The LA Times listed Walia in an April 1980 dining guide for people who didn’t want to eat at home for Easter. The restaurant’s holiday package offered “traditional Ethiopian dishes plus champagne,” along with “a meat turnover in flaky pastry, salad, roast baby lamb, and vegetables, plus Ethiopian custard baklava.” The turnover is a sambusa, and that last one, a Walia original, is what we might call a cross-cultural diaspora accommodation. And a July 1981 LA Times piece, “A Taste for the Exotic,” included thorough squibs on four Ethiopian restaurants: Walia, Almaz, Red Sea and Addis Ababa.

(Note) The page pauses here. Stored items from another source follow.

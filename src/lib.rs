//! Life-cycle assessment calculation engine.
//!
//! The pipeline runs in four stages:
//! 1. [`index::TechGraphResolver`] walks the provider graph of a product
//!    system into a [`index::TechIndex`].
//! 2. [`matrix::MatrixAssembler`] turns the index plus the raw exchange,
//!    parameter and characterization data into numeric matrices.
//! 3. A [`solver::MatrixSolver`] backend solves the technology matrix.
//! 4. A [`results::SolutionProvider`] derives every reportable quantity
//!    from the solution.
//!
//! [`calculation::SystemCalculator`] wires these together, and
//! [`simulation::Simulator`] repeats stages 2-4 with sampled values.

pub mod calculation;
pub mod config;
pub mod domain;
pub mod error;
pub mod formula;
pub mod index;
pub mod matrix;
pub mod results;
pub mod simulation;
pub mod solver;
pub mod source;
pub mod telemetry;
pub mod uncertainty;

pub use calculation::{CalculationSetup, SystemCalculator};
pub use error::{CalcError, CalcResult};
pub use results::SolutionProvider;
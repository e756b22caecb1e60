use nalgebra::{DMatrix, DVector};
use tracing::debug;

use super::loops::{loop_factor, loop_products};
use super::{column_of, value_at, SolutionProvider};
use crate::error::CalcResult;
use crate::index::{FlowIndex, ImpactIndex, TechIndex};
use crate::matrix::MatrixData;
use crate::solver::{BlockInversion, MatrixSolver};

/// Full in-memory solution: computes A^-1 (block-wise for large systems)
/// and all intensity matrices up front.
#[derive(Debug, Clone)]
pub struct EagerSolution {
    data: MatrixData,
    scaling: DVector<f64>,
    inverse: DMatrix<f64>,
    /// M = B A^-1
    intensities: DMatrix<f64>,
    /// C M
    impact_intensities: Option<DMatrix<f64>>,
    loop_factors: Vec<f64>,
    total_flows: DVector<f64>,
    total_impacts: Option<DVector<f64>>,
    /// k A^-1, stored as a column
    cost_intensities: Option<DVector<f64>>,
    total_costs: f64,
}

impl EagerSolution {
    pub fn solve(data: MatrixData, solver: &dyn MatrixSolver, block_size: usize) -> CalcResult<Self> {
        let a = &data.tech_matrix;
        let scaling = solver.solve_vector(a, &data.demand_vector())?;
        let inverse = BlockInversion::with_block_size(solver, block_size).run(a)?;

        let intensities = &data.enviro_matrix * &inverse;
        let total_flows = &data.enviro_matrix * &scaling;
        let impact_intensities = data.impact_matrix.as_ref().map(|c| c * &intensities);
        let total_impacts = data.impact_matrix.as_ref().map(|c| c * &total_flows);
        let cost_intensities = data.cost_vector.as_ref().map(|k| inverse.tr_mul(k));
        let total_costs = data.cost_vector.as_ref().map_or(0.0, |k| k.dot(&scaling));

        let loop_factors = loop_products(a)
            .into_iter()
            .enumerate()
            .map(|(j, in_loop)| if in_loop { loop_factor(a[(j, j)], inverse[(j, j)]) } else { 1.0 })
            .collect();

        debug!(
            solver = solver.name(),
            products = a.nrows(),
            flows = data.enviro_matrix.nrows(),
            "eager solution ready"
        );

        Ok(Self {
            data,
            scaling,
            inverse,
            intensities,
            impact_intensities,
            loop_factors,
            total_flows,
            total_impacts,
            cost_intensities,
            total_costs,
        })
    }

    pub fn data(&self) -> &MatrixData {
        &self.data
    }

    pub fn inverse(&self) -> &DMatrix<f64> {
        &self.inverse
    }

    /// M = B A^-1
    pub fn intensity_matrix(&self) -> &DMatrix<f64> {
        &self.intensities
    }
}

impl SolutionProvider for EagerSolution {
    fn tech_index(&self) -> &TechIndex {
        &self.data.tech_index
    }

    fn flow_index(&self) -> &FlowIndex {
        &self.data.flow_index
    }

    fn impact_index(&self) -> &ImpactIndex {
        &self.data.impact_index
    }

    fn scaling_vector(&self) -> &[f64] {
        self.scaling.as_slice()
    }

    fn tech_column_of(&self, product: usize) -> Vec<f64> {
        column_of(&self.data.tech_matrix, product)
    }

    fn solution_of_one(&self, product: usize) -> Vec<f64> {
        column_of(&self.inverse, product)
    }

    fn loop_factor_of(&self, product: usize) -> f64 {
        self.loop_factors.get(product).copied().unwrap_or(1.0)
    }

    fn unscaled_flows_of(&self, product: usize) -> Vec<f64> {
        column_of(&self.data.enviro_matrix, product)
    }

    fn total_flows_of_one(&self, product: usize) -> Vec<f64> {
        column_of(&self.intensities, product)
    }

    fn total_flows(&self) -> Vec<f64> {
        self.total_flows.as_slice().to_vec()
    }

    fn impact_factors_of(&self, flow: usize) -> Vec<f64> {
        self.data
            .impact_matrix
            .as_ref()
            .map(|c| column_of(c, flow))
            .unwrap_or_default()
    }

    fn total_impacts_of_one(&self, product: usize) -> Vec<f64> {
        self.impact_intensities
            .as_ref()
            .map(|m| column_of(m, product))
            .unwrap_or_default()
    }

    fn total_impacts(&self) -> Vec<f64> {
        self.total_impacts
            .as_ref()
            .map(|h| h.as_slice().to_vec())
            .unwrap_or_default()
    }

    fn has_costs(&self) -> bool {
        self.data.cost_vector.is_some()
    }

    fn unscaled_costs_of(&self, product: usize) -> f64 {
        self.data
            .cost_vector
            .as_ref()
            .map_or(0.0, |k| value_at(k.as_slice(), product))
    }

    fn total_costs(&self) -> f64 {
        self.total_costs
    }

    fn total_costs_of_one(&self, product: usize) -> f64 {
        self.cost_intensities
            .as_ref()
            .map_or(0.0, |c| value_at(c.as_slice(), product))
    }
}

The globetrotting New York Post journalist Leonard Lyons visited Ethiopia in 1971 and filed a series of reports for his syndicated Lyons Den column. He described the hand-washing ritual at an Addis Ababa restaurant, where “the waiter, at the beginning and end of the meal, brings a brass basin with a cake of soap. A towel is hung from the waiter’s forearm, and he proceeds to pour some water over each guest’s hands from a brass-covered pot with a large spout.”

Lyons also tells a quick anecdote about Poppy Cannon, an American who visited Addis and went to markets to get supplies “to try to make minchet abish, cheguara alicha, beer and hydromel t’ej. This last one is made by using 1,500 kg. gesho, 4 kg. honey – raw (comb) – and 16 liters of water.” The recipe comes from Ethiopian American Cook Book, which has Ethiopian and western recipes written in both English and Amharic. Cheguara is beef tripe, and gesho is a plant whose wood and leaves Ethiopians use to flavor their t’ej.

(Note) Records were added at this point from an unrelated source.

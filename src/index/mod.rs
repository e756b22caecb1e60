pub mod flow;
pub mod ordered;
pub mod provider_search;
pub mod resolver;
pub mod tech;

pub use flow::{FlowIndex, ImpactIndex, IndexFlow};
pub use ordered::OrderedIndex;
pub use provider_search::{LinkingConfig, ProviderLinking, ProviderSearch};
pub use resolver::TechGraphResolver;
pub use tech::TechIndex;
use serde::{Deserialize, Serialize};
use std::sync::Arc;
use strum::{Display, EnumString};
use tracing::{info, warn};

use super::{DenseSolver, MatrixSolver};
use crate::config::SolverConfig;

#[derive(Debug, Clone, Copy, PartialEq, Eq, Default, Serialize, Deserialize, Display, EnumString)]
#[serde(rename_all = "snake_case")]
#[strum(serialize_all = "snake_case", ascii_case_insensitive)]
pub enum SolverBackend {
    /// Portable nalgebra backend.
    Dense,
    /// Multi-threaded backend; needs the `parallel` feature.
    #[default]
    Parallel,
}

/// Creates the configured backend. Never fails: an unavailable parallel
/// backend falls back to [`DenseSolver`].
pub fn select_solver(config: &SolverConfig) -> Arc<dyn MatrixSolver> {
    let solver: Arc<dyn MatrixSolver> = match config.backend {
        SolverBackend::Dense => Arc::new(DenseSolver),
        #[cfg(feature = "parallel")]
        SolverBackend::Parallel => match super::ParallelSolver::new(config.threads) {
            Ok(solver) => Arc::new(solver),
            Err(e) => {
                warn!(error = %e, "parallel solver unavailable, falling back to dense");
                Arc::new(DenseSolver)
            }
        },
        #[cfg(not(feature = "parallel"))]
        SolverBackend::Parallel => {
            warn!("parallel solver not compiled in, falling back to dense");
            Arc::new(DenseSolver)
        }
    };
    info!(backend = solver.name(), "solver selected");
    solver
}
use super::ast::{BinaryOp, Expr};
use super::FormulaError;

#[derive(Debug, Clone, PartialEq)]
enum Token {
    Number(f64),
    Ident(String),
    Plus,
    Minus,
    Star,
    Slash,
    Caret,
    LParen,
    RParen,
    Comma,
    Lt,
    Le,
    Gt,
    Ge,
    Eq,
    Ne,
}

fn parse_error(position: usize, message: impl Into<String>) -> FormulaError {
    FormulaError::Parse { position, message: message.into() }
}

fn tokenize(input: &str) -> Result<Vec<(usize, Token)>, FormulaError> {
    let chars: Vec<char> = input.chars().collect();
    let mut tokens = Vec::new();
    let mut i = 0;
    while i < chars.len() {
        let c = chars[i];
        let start = i;
        if c.is_whitespace() {
            i += 1;
            continue;
        }
        if c.is_ascii_digit() || (c == '.' && chars.get(i + 1).is_some_and(|d| d.is_ascii_digit())) {
            while i < chars.len() && (chars[i].is_ascii_digit() || chars[i] == '.') {
                i += 1;
            }
            // exponent: 1e-3, 2.5E+4
            if i < chars.len() && (chars[i] == 'e' || chars[i] == 'E') {
                let mut j = i + 1;
                if j < chars.len() && (chars[j] == '+' || chars[j] == '-') {
                    j += 1;
                }
                if j < chars.len() && chars[j].is_ascii_digit() {
                    i = j;
                    while i < chars.len() && chars[i].is_ascii_digit() {
                        i += 1;
                    }
                }
            }
            let text: String = chars[start..i].iter().collect();
            let value = text
                .parse::<f64>()
                .map_err(|_| parse_error(start, format!("invalid number '{}'", text)))?;
            tokens.push((start, Token::Number(value)));
            continue;
        }
        if c.is_alphabetic() || c == '_' {
            while i < chars.len() && (chars[i].is_alphanumeric() || chars[i] == '_') {
                i += 1;
            }
            let name: String = chars[start..i].iter().collect();
            tokens.push((start, Token::Ident(name.to_lowercase())));
            continue;
        }
        let next = chars.get(i + 1).copied();
        let (token, width) = match (c, next) {
            ('<', Some('=')) => (Token::Le, 2),
            ('<', Some('>')) => (Token::Ne, 2),
            ('>', Some('=')) => (Token::Ge, 2),
            ('=', Some('=')) => (Token::Eq, 2),
            ('!', Some('=')) => (Token::Ne, 2),
            ('<', _) => (Token::Lt, 1),
            ('>', _) => (Token::Gt, 1),
            ('=', _) => (Token::Eq, 1),
            ('+', _) => (Token::Plus, 1),
            ('-', _) => (Token::Minus, 1),
            ('*', _) => (Token::Star, 1),
            ('/', _) => (Token::Slash, 1),
            ('^', _) => (Token::Caret, 1),
            ('(', _) => (Token::LParen, 1),
            (')', _) => (Token::RParen, 1),
            (',', _) | (';', _) => (Token::Comma, 1),
            _ => return Err(parse_error(start, format!("unexpected character '{}'", c))),
        };
        tokens.push((start, token));
        i += width;
    }
    Ok(tokens)
}

struct Parser {
    tokens: Vec<(usize, Token)>,
    pos: usize,
    end: usize,
}

impl Parser {
    fn peek(&self) -> Option<&Token> {
        self.tokens.get(self.pos).map(|(_, t)| t)
    }

    fn position(&self) -> usize {
        self.tokens.get(self.pos).map(|(p, _)| *p).unwrap_or(self.end)
    }

    fn advance(&mut self) -> Option<Token> {
        let token = self.tokens.get(self.pos).map(|(_, t)| t.clone());
        self.pos += 1;
        token
    }

    fn expect(&mut self, expected: Token) -> Result<(), FormulaError> {
        let position = self.position();
        match self.advance() {
            Some(t) if t == expected => Ok(()),
            Some(t) => Err(parse_error(position, format!("expected {:?}, found {:?}", expected, t))),
            None => Err(parse_error(position, format!("expected {:?}", expected))),
        }
    }

    fn comparison(&mut self) -> Result<Expr, FormulaError> {
        let lhs = self.additive()?;
        let op = match self.peek() {
            Some(Token::Lt) => BinaryOp::Lt,
            Some(Token::Le) => BinaryOp::Le,
            Some(Token::Gt) => BinaryOp::Gt,
            Some(Token::Ge) => BinaryOp::Ge,
            Some(Token::Eq) => BinaryOp::Eq,
            Some(Token::Ne) => BinaryOp::Ne,
            _ => return Ok(lhs),
        };
        self.advance();
        let rhs = self.additive()?;
        Ok(Expr::Binary(op, Box::new(lhs), Box::new(rhs)))
    }

    fn additive(&mut self) -> Result<Expr, FormulaError> {
        let mut lhs = self.term()?;
        loop {
            let op = match self.peek() {
                Some(Token::Plus) => BinaryOp::Add,
                Some(Token::Minus) => BinaryOp::Sub,
                _ => return Ok(lhs),
            };
            self.advance();
            let rhs = self.term()?;
            lhs = Expr::Binary(op, Box::new(lhs), Box::new(rhs));
        }
    }

    fn term(&mut self) -> Result<Expr, FormulaError> {
        let mut lhs = self.unary()?;
        loop {
            let op = match self.peek() {
                Some(Token::Star) => BinaryOp::Mul,
                Some(Token::Slash) => BinaryOp::Div,
                _ => return Ok(lhs),
            };
            self.advance();
            let rhs = self.unary()?;
            lhs = Expr::Binary(op, Box::new(lhs), Box::new(rhs));
        }
    }

    fn unary(&mut self) -> Result<Expr, FormulaError> {
        match self.peek() {
            Some(Token::Minus) => {
                self.advance();
                Ok(Expr::Neg(Box::new(self.unary()?)))
            }
            Some(Token::Plus) => {
                self.advance();
                self.unary()
            }
            _ => self.power(),
        }
    }

    // right-associative, binds tighter than unary minus on its left
    fn power(&mut self) -> Result<Expr, FormulaError> {
        let base = self.primary()?;
        if self.peek() == Some(&Token::Caret) {
            self.advance();
            let exponent = self.unary()?;
            return Ok(Expr::Binary(BinaryOp::Pow, Box::new(base), Box::new(exponent)));
        }
        Ok(base)
    }

    fn primary(&mut self) -> Result<Expr, FormulaError> {
        let position = self.position();
        match self.advance() {
            Some(Token::Number(v)) => Ok(Expr::Number(v)),
            Some(Token::Ident(name)) => {
                if self.peek() != Some(&Token::LParen) {
                    return Ok(Expr::Variable(name));
                }
                self.advance();
                let mut args = Vec::new();
                if self.peek() == Some(&Token::RParen) {
                    self.advance();
                    return Ok(Expr::Call(name, args));
                }
                loop {
                    args.push(self.comparison()?);
                    match self.advance() {
                        Some(Token::Comma) => continue,
                        Some(Token::RParen) => return Ok(Expr::Call(name, args)),
                        _ => return Err(parse_error(self.position(), "expected ',' or ')'")),
                    }
                }
            }
            Some(Token::LParen) => {
                let inner = self.comparison()?;
                self.expect(Token::RParen)?;
                Ok(inner)
            }
            Some(t) => Err(parse_error(position, format!("unexpected {:?}", t))),
            None => Err(parse_error(position, "unexpected end of formula")),
        }
    }
}

/// Parses a formula into an expression tree.
pub fn parse(input: &str) -> Result<Expr, FormulaError> {
    let tokens = tokenize(input)?;
    if tokens.is_empty() {
        return Err(parse_error(0, "empty formula"));
    }
    let mut parser = Parser { tokens, pos: 0, end: input.len() };
    let expr = parser.comparison()?;
    if parser.pos < parser.tokens.len() {
        return Err(parse_error(parser.position(), "unexpected trailing input"));
    }
    Ok(expr)
}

Residents of Newburgh, N.Y., got a quick taste of Ethiopian food in 1971 in a story about two exchange students living nearby. The young women said they missed injera and wot, “which they explained was a pancake-like bread made only from African grain, and a pepper, onion, butter and meat spread.” The story adds that “Ethiopian coffee is traditionally made in the Turkish way, thick and black.”

That same year, soon-to-be-disgraced Vice President Spiro Agnew visited Ethiopia and attended a state luncheon with “Western-style food, Ethiopian dishes, wine and t’ej, the Ethiopian national drink, made from honey, water and hops.” One only hopes that the emperor counted the silverware before Agnew left the country.

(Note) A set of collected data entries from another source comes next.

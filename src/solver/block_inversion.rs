use nalgebra::DMatrix;
use tracing::trace;

use super::{check_square, MatrixSolver};
use crate::error::CalcResult;

pub const DEFAULT_BLOCK_SIZE: usize = 2500;

/// Inverts large matrices by solving `A X = I` for contiguous blocks of
/// identity columns, so only one `n x block` right-hand side is alive at a
/// time next to the result. Matrices up to the block size are inverted
/// directly.
pub struct BlockInversion<'a> {
    solver: &'a dyn MatrixSolver,
    max_block_size: usize,
}

impl<'a> BlockInversion<'a> {
    pub fn new(solver: &'a dyn MatrixSolver) -> Self {
        Self::with_block_size(solver, DEFAULT_BLOCK_SIZE)
    }

    pub fn with_block_size(solver: &'a dyn MatrixSolver, max_block_size: usize) -> Self {
        Self { solver, max_block_size: max_block_size.max(1) }
    }

    pub fn run(&self, a: &DMatrix<f64>) -> CalcResult<DMatrix<f64>> {
        let dim = check_square(a)?;
        if dim <= self.max_block_size {
            trace!(dim, "matrix fits into one block, direct inverse");
            return self.solver.invert(a);
        }

        let blocks = dim / self.max_block_size + 1;
        let block_size = (dim / blocks).max(1);
        trace!(dim, block_size, blocks, "block-wise inverse");

        let mut inverse = DMatrix::zeros(dim, dim);
        let mut start = 0;
        while start < dim {
            let width = block_size.min(dim - start);
            let mut block = DMatrix::zeros(dim, width);
            for col in 0..width {
                block[(start + col, col)] = 1.0;
            }
            let part = self.solver.solve(a, &block)?;
            inverse.columns_mut(start, width).copy_from(&part);
            start += width;
        }
        Ok(inverse)
    }
}

#[cfg(test)]
mod tests {
    use super::*;
    use crate::error::CalcError;
    use crate::solver::DenseSolver;
    use proptest::prelude::*;
    use rstest::rstest;

    /// Diagonally dominant, hence invertible.
    fn matrix(n: usize, values: &[f64]) -> DMatrix<f64> {
        let mut a = DMatrix::from_column_slice(n, n, values);
        for i in 0..n {
            a[(i, i)] = n as f64 + 1.0;
        }
        a
    }

    fn max_diff(a: &DMatrix<f64>, b: &DMatrix<f64>) -> f64 {
        (a - b).abs().max()
    }

    #[rstest]
    #[case(1)]
    #[case(2)]
    #[case(3)]
    #[case(7)]
    #[case(100)]
    fn test_block_sizes(#[case] block_size: usize) {
        let n = 7;
        let values: Vec<f64> = (0..n * n).map(|i| ((i * 37 % 11) as f64 - 5.0) / 10.0).collect();
        let a = matrix(n, &values);
        let direct = DenseSolver.invert(&a).unwrap();
        let blocked = BlockInversion::with_block_size(&DenseSolver, block_size).run(&a).unwrap();
        assert!(max_diff(&direct, &blocked) < 1e-8);
    }

    #[test]
    fn test_singular_matrix_fails() {
        let a = DMatrix::zeros(4, 4);
        let result = BlockInversion::with_block_size(&DenseSolver, 2).run(&a);
        assert!(matches!(result, Err(CalcError::SingularSystem(_))));
    }

    proptest! {
        #[test]
        fn prop_matches_direct_inverse(
            (n, values) in (1usize..12).prop_flat_map(|n| (Just(n), prop::collection::vec(-1.0f64..1.0, n * n))),
            block_size in 1usize..15,
        ) {
            let a = matrix(n, &values);
            let direct = DenseSolver.invert(&a).unwrap();
            let blocked = BlockInversion::with_block_size(&DenseSolver, block_size).run(&a).unwrap();
            prop_assert!(max_diff(&direct, &blocked) < 1e-8);
        }
    }
}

Mama Desta's Red Sea was Chicago's   first Ethiopian restaurant, opened in 1984.

Mama Desta’s Red Sea was Chicago’s
first Ethiopian restaurant, opened in 1984.

Across several ponds, the residents of Melbourne, Australia, got an introduction to Ethiopian food in a 1971 story in The Age about – well, I’m not sure. It’s a theater column by Pat Dreverman that consists mostly of an interview with a fellow named Derek Nimmo, who talks about after-theater dining in Melbourne and shares some international culinary adventures.

He had visited Ethiopia a while back, and this is what he had to say about the food: “Lunch consisted of something that looked like cold soggy Dunlopillo, some very potent wine, and water to wash it down. Now I know why you never see Ethiopian restaurants in any other part of the world.” The wine was certainly t’ej. As for Dunlopillo: It’s a brand of British-made latex foam used in bedding – not exactly an appetizing experience for Australian readers.

The next year, The Age had a much more upbeat account of Ethiopian cuisine thanks to Nancy Dexter, who visited the country and wrote about it for the newspaper. Only a few hundred Ethiopians lived in all of Australia at the time.

“The food?” Dexter begins in her passage about cuisine. “Let’s face it, Ethiopia isn’t Rome or Athens, with little restaurants dotted here and there.” She had a meal at “the only home-grown place I found, a restaurant built in the shape of a tukul, the round thatched huts seen in many parts of the country.”

She is quick to note, however, that “real tukuls don’t have velvet-covered divans and three-legged stools covered with long black and white monkey fur. And they don’t have hand-made, basket-woven tables.” This is the traditional mesob, a term she never uses.

Her servers bring her pieces of injera 18 inches in diameter – injera is much bigger in Ethiopia than in American restaurants – and she found it to be “filling and tasty,” even if it does “look and feel a little like fine tripe.”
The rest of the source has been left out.